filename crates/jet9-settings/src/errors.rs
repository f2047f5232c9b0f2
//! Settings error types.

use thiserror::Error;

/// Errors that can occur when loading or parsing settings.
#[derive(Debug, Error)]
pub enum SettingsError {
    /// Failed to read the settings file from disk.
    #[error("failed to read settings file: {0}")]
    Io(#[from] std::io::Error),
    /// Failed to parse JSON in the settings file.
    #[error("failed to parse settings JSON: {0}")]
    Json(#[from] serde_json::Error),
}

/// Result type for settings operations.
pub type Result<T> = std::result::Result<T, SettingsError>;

== == ==

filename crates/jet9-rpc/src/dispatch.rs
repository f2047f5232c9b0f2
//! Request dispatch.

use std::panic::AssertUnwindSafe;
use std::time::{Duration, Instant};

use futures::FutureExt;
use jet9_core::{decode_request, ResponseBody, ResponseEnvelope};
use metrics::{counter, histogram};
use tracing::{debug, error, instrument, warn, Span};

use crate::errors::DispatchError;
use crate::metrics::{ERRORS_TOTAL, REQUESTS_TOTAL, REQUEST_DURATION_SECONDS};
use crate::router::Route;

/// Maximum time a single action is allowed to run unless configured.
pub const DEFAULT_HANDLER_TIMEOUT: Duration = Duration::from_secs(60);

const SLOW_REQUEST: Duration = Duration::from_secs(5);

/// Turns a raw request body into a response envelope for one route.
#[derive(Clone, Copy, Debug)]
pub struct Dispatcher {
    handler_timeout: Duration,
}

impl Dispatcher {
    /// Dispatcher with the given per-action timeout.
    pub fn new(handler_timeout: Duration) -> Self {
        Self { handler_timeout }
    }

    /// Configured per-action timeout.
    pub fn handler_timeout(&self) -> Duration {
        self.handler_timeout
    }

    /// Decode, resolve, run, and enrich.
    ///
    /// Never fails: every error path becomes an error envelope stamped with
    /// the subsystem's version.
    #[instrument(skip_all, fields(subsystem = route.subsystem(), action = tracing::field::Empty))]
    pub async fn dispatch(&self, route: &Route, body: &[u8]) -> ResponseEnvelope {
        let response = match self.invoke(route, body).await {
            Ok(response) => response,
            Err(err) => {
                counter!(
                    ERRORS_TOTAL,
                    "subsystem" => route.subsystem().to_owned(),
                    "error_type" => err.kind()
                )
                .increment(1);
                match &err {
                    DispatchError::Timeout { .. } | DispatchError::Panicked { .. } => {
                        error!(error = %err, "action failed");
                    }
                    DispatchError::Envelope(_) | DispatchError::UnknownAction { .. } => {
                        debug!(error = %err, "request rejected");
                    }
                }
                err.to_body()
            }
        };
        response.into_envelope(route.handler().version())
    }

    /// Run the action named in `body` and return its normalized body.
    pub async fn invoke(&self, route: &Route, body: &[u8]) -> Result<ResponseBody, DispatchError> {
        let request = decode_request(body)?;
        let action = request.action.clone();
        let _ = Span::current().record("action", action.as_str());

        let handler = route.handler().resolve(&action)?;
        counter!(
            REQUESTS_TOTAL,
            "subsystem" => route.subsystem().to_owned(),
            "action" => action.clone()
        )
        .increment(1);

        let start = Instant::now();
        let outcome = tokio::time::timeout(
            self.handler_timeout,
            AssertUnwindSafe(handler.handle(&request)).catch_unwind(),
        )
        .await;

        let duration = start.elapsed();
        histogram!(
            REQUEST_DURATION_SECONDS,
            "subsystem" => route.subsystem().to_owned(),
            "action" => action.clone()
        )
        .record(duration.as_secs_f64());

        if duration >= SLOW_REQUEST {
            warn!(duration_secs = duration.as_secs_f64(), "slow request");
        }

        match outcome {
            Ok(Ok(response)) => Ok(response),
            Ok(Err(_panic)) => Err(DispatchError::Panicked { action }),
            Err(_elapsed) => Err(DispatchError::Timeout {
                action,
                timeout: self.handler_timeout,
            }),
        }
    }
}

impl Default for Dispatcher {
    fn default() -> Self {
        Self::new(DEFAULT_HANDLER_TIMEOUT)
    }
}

== == ==

▸ **EXERCISE OBJECTIVE**
The lines in the records above that include the word "filename" must be copied out.

▸ **RESPONSE AREA**
filename crates/jet9-settings/src/errors.rs
filename crates/jet9-rpc/src/dispatch.rs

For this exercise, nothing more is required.